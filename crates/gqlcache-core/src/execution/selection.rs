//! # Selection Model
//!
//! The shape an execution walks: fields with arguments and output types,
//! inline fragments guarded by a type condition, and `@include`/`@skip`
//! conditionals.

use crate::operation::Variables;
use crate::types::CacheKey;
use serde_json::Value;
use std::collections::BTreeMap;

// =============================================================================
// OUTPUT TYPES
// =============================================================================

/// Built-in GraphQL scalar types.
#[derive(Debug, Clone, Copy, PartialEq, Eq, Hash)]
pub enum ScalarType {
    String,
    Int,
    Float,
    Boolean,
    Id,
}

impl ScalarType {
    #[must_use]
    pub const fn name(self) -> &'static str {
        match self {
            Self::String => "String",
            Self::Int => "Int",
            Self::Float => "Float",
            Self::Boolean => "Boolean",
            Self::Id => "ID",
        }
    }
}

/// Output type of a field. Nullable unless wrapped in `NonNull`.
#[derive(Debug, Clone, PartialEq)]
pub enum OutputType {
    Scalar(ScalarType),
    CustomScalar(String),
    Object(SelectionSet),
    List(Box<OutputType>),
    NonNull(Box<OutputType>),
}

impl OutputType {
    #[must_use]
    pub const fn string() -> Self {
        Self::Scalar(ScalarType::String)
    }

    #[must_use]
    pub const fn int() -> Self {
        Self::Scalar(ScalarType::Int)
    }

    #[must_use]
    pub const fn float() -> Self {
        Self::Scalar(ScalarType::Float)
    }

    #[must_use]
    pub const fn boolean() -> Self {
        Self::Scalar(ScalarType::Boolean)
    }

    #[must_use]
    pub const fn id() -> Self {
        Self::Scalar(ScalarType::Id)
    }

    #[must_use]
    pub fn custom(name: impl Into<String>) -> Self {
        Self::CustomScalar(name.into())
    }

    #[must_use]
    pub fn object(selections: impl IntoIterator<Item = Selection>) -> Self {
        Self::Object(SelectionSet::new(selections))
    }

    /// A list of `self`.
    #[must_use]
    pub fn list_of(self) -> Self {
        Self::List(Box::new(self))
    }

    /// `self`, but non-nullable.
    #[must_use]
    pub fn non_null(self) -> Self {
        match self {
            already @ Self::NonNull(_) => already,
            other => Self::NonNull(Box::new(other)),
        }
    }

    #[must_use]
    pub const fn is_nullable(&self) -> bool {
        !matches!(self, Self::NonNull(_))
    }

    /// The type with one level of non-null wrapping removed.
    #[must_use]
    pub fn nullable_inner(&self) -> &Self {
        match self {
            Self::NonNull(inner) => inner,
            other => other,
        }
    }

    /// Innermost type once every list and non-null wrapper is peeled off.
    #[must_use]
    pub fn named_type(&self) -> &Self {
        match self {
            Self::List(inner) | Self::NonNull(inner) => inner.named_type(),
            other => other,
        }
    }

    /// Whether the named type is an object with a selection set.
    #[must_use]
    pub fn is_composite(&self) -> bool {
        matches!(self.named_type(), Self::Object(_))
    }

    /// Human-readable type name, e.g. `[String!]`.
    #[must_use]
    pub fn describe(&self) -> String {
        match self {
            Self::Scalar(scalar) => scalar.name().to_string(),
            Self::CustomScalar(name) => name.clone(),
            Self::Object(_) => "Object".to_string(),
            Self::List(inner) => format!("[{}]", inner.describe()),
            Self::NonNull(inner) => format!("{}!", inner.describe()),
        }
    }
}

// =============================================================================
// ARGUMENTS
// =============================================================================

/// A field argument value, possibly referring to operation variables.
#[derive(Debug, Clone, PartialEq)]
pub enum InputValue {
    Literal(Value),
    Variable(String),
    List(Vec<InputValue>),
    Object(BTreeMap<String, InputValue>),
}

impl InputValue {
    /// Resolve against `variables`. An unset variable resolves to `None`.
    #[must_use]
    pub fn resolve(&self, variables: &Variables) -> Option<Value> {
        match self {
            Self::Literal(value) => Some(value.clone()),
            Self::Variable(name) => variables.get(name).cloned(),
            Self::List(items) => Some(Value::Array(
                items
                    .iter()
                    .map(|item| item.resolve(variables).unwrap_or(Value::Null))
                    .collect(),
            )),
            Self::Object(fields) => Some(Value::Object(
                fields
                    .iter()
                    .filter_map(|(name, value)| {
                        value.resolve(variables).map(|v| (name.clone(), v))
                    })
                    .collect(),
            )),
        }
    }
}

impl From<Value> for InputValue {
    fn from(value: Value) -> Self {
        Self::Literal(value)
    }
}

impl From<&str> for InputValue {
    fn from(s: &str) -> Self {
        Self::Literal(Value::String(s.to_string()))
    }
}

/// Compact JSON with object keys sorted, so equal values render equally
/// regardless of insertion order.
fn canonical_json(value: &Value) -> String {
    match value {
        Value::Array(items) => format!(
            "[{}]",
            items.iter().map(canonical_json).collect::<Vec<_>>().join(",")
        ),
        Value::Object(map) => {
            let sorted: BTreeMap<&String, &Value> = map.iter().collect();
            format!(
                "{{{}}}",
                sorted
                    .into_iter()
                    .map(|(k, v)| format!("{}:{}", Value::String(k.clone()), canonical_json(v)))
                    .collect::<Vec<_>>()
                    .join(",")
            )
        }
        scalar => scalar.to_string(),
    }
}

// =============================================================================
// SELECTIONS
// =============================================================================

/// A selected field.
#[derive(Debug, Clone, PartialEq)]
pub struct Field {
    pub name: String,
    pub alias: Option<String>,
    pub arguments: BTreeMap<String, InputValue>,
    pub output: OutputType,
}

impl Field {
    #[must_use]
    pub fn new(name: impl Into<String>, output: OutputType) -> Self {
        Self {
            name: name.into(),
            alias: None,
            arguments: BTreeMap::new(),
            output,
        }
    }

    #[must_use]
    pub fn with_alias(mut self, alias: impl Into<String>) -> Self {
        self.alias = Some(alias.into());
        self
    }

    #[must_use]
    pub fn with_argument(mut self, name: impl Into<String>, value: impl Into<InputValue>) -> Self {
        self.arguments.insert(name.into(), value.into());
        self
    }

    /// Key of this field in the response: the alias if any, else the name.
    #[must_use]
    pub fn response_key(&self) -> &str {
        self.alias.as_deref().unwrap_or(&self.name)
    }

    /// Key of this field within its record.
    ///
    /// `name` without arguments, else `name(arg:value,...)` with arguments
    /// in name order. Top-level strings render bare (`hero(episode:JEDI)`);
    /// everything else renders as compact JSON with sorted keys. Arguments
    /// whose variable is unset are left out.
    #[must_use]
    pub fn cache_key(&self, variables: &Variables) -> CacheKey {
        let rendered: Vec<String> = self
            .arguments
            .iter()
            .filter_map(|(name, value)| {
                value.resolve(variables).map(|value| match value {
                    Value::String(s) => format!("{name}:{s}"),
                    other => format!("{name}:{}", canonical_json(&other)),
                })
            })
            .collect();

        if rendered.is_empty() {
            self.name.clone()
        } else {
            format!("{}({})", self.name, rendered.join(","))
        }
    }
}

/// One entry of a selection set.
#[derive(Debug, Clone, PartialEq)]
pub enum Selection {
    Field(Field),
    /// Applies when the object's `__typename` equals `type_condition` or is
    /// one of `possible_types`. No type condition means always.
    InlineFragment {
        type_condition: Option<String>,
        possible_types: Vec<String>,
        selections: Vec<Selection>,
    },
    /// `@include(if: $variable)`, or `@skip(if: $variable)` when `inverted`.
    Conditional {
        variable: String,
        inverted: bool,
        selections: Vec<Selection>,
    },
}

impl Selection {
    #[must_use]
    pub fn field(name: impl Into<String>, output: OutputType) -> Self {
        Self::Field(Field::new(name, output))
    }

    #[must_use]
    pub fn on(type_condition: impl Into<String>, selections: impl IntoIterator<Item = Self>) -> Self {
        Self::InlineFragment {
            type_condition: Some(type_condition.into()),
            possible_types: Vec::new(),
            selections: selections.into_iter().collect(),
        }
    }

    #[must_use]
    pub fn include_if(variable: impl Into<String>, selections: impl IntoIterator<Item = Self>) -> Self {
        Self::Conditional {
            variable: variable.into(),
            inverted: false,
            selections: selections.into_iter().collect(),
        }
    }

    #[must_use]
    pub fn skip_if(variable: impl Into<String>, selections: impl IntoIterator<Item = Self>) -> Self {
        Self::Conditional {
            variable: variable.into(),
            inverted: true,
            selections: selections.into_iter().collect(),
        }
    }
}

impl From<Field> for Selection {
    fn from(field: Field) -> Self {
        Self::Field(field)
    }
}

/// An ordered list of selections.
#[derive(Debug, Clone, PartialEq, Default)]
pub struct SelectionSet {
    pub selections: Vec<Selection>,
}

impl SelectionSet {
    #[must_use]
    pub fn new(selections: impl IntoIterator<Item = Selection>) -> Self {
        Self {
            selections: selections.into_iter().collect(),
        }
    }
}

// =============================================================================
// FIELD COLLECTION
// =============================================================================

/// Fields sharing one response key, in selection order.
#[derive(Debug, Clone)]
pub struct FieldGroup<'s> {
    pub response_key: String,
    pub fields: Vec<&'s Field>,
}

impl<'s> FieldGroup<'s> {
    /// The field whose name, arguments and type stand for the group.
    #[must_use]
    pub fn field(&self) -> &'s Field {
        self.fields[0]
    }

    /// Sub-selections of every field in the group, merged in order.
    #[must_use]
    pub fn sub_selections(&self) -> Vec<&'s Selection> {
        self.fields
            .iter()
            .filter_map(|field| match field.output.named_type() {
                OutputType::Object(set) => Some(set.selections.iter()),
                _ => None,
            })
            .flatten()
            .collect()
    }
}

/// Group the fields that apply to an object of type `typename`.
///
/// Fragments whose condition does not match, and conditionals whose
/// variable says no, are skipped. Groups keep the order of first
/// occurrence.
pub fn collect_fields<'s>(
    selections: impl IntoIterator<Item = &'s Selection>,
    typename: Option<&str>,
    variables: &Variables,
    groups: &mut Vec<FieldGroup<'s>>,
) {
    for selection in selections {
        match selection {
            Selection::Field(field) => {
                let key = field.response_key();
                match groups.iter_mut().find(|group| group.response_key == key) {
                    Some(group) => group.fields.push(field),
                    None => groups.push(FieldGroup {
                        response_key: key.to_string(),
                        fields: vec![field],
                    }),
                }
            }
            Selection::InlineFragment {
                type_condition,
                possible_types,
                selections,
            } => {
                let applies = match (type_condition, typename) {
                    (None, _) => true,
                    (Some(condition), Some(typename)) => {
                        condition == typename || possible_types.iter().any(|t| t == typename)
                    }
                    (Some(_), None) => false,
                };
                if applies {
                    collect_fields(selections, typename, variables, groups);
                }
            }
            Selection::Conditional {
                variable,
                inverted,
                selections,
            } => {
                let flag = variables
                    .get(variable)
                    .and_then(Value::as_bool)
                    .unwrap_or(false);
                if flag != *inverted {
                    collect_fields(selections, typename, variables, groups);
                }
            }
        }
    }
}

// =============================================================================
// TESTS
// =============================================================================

---+---

*EXERCISE REQUIREMENTS*. Look through the entries above; find each line with the word "InlineFragment" and copy it.

*RESULT OF THE TASK*.
    InlineFragment {
        Self::InlineFragment {
            Selection::InlineFragment {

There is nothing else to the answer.